## Data excerpts
————

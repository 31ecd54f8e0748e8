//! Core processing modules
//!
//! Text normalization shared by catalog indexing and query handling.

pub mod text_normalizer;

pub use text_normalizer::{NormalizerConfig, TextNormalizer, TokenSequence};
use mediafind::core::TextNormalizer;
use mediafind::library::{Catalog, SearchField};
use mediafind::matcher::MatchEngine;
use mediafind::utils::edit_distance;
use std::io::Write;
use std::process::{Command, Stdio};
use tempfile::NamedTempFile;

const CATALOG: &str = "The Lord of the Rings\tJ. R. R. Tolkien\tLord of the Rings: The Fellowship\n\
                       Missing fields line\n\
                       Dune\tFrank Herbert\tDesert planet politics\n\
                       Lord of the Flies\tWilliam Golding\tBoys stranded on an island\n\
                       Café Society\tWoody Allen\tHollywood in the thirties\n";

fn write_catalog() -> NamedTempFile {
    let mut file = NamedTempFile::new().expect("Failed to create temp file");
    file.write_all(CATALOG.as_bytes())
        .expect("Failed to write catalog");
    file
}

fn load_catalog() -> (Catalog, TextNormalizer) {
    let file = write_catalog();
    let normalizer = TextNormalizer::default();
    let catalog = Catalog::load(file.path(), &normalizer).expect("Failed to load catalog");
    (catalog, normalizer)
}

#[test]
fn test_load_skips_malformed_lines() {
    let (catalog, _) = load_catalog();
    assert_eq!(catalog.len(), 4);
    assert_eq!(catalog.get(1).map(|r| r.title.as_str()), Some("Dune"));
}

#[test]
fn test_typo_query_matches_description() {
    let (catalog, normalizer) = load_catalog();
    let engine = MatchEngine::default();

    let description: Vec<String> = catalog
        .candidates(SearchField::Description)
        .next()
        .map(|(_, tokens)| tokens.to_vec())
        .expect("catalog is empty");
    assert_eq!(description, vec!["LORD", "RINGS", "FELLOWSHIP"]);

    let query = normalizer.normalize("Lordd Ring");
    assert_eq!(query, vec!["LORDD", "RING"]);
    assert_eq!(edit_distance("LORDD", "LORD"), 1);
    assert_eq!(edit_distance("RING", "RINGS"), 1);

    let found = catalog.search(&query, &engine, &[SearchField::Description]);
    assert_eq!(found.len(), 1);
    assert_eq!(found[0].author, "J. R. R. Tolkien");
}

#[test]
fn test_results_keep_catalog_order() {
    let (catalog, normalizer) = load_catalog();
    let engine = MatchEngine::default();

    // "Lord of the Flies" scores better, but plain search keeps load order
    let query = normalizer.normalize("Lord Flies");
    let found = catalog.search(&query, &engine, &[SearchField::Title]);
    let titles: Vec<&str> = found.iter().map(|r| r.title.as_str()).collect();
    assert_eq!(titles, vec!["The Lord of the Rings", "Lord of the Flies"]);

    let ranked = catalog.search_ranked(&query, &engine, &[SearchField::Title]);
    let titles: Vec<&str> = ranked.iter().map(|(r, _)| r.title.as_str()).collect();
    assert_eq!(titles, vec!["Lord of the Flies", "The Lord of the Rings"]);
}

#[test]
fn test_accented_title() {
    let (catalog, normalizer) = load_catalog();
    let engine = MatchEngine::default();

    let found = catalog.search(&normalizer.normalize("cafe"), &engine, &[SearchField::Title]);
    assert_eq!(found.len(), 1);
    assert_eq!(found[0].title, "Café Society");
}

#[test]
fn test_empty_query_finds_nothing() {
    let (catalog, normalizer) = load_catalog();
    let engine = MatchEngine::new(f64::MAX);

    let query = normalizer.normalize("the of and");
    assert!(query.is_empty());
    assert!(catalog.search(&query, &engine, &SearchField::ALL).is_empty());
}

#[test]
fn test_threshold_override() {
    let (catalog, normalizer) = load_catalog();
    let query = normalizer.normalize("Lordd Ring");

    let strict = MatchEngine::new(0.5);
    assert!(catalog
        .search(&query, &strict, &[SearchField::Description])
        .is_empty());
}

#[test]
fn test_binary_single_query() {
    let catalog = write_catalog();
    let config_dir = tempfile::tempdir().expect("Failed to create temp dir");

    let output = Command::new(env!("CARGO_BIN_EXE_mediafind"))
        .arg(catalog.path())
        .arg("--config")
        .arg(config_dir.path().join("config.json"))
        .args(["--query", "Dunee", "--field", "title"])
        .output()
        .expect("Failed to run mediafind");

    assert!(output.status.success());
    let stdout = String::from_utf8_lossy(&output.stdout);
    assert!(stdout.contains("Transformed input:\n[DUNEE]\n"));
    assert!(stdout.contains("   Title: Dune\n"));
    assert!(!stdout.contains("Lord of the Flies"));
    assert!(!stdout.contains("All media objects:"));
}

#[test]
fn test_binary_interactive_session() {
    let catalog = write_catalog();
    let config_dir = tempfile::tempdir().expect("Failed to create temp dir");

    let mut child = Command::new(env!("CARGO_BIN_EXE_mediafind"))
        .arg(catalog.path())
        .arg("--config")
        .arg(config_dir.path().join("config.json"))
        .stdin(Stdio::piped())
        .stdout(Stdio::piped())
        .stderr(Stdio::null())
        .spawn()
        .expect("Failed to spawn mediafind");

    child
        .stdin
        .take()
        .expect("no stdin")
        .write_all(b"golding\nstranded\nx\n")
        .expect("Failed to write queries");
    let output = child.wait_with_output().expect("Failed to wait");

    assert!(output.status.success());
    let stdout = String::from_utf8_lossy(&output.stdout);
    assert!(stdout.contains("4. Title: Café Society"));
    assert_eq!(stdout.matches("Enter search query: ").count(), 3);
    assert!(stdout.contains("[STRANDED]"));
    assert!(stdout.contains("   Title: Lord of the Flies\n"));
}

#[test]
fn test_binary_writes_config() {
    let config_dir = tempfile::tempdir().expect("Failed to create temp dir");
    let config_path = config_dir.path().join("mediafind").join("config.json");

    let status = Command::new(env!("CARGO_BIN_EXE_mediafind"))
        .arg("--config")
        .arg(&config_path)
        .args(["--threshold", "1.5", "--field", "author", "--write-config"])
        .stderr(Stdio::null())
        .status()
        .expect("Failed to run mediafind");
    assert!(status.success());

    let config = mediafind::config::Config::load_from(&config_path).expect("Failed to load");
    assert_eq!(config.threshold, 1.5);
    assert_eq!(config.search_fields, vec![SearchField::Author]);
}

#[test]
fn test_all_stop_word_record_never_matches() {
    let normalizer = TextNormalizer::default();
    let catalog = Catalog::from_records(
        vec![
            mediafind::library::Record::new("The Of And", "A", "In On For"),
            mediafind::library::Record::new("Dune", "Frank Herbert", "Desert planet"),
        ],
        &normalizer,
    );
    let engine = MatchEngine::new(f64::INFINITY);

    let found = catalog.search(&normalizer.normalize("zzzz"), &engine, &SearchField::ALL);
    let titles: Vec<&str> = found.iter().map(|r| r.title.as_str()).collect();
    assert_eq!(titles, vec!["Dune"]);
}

————

## Exercise description
For each line above that contains "child", make a copy.

## Answer for this exercise
    let mut child = Command::new(env!("CARGO_BIN_EXE_mediafind"))
    child
    let output = child.wait_with_output().expect("Failed to wait");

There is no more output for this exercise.